Is it because the Democratic party has grown too confident that it had old Pitkin County by the umbilical just as long as it desired, and because it was too well satisfied with its own past prowess?
The Democrats have forgotten the ladies in the conduct of their conventions this year and also apparently they forgot the farming members down the valley. At the first convention, a farmer wasn’t even mentioned as a delegate to the state convention and that state delegation was composed largely of officeholders.
Of course, these are small things, but the cut the ice, apparently!
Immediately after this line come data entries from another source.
//! Trait seams between the harness and the device transport.
//!
//! The harness does not talk to adb directly; it goes through two narrow
//! traits so that tests can swap the real device for a scripted one (see
//! [`crate::scripted`]) and run the full launch choreography headless.
//!
//! - [`DeviceBridge`] is the command channel: run one shell command on the
//!   device, get its output back.
//! - [`LogSource`] is the observation channel: drain whatever complete log
//!   lines have arrived since the last poll.
//!
//! The real implementations are [`AdbShell`](crate::AdbShell) and
//! [`LogcatStream`](crate::LogcatStream).

use crate::error::Result;

/// A command channel to a device shell.
///
/// Implementations run a single shell command to completion and return its
/// combined output. Commands are plain `sh` syntax as understood by the
/// device's shell (`am force-stop com.foo`, `input keyevent KEYCODE_HOME`).
pub trait DeviceBridge {
    /// Executes one shell command on the device and returns its output.
    ///
    /// # Errors
    ///
    /// Returns an error if the transport is broken or the command did not
    /// complete within the transport's timeout. A command that runs and
    /// exits non-zero is not an error at this layer; callers that care
    /// inspect the output.
    fn execute(&mut self, command: &str) -> Result<String>;
}

/// A non-blocking source of device log lines.
///
/// Implementations buffer raw log output internally and hand out complete
/// lines; a partial trailing line is held back until its terminator
/// arrives.
pub trait LogSource {
    /// Drains the complete lines that arrived since the last poll.
    ///
    /// Returns an empty vector when no new lines are available; this is
    /// the common case inside a poll loop and not an error.
    ///
    /// # Errors
    ///
    /// Returns [`DeviceTestError::ShellExited`](crate::DeviceTestError::ShellExited)
    /// once the underlying stream is gone and fully drained.
    fn poll_lines(&mut self) -> Result<Vec<String>>;
}

impl<B: DeviceBridge + ?Sized> DeviceBridge for Box<B> {
    fn execute(&mut self, command: &str) -> Result<String> {
        (**self).execute(command)
    }
}

impl<S: LogSource + ?Sized> LogSource for Box<S> {
    fn poll_lines(&mut self) -> Result<Vec<String>> {
        (**self).poll_lines()
    }
}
Glider planes are a common sight at the Aspen-Pitkin County Airport these days. Fifty years ago, “soaring” was a new idea at the airport. The Aspen Times reported:
Soaring, one of the country’s fastest growing sports, and the possibility of bringing it to Aspen, will be discussed at a public meeting next Tuesday, Nov. 15.
Called by Bob Sommers and Mel Hoaglund, co-owners of Aero-Tec, the firm responsible for the management of the Aspen Air Port, the session will be held in the Bamboo room of the Hotel Jerome. It will start at 8 p.m.
During the meeting, Sommers and Hoaglund will explain their plans to purchase a training sailplane. It is their intention to start a soaring school and camp in this area next year, the two flyers announced. …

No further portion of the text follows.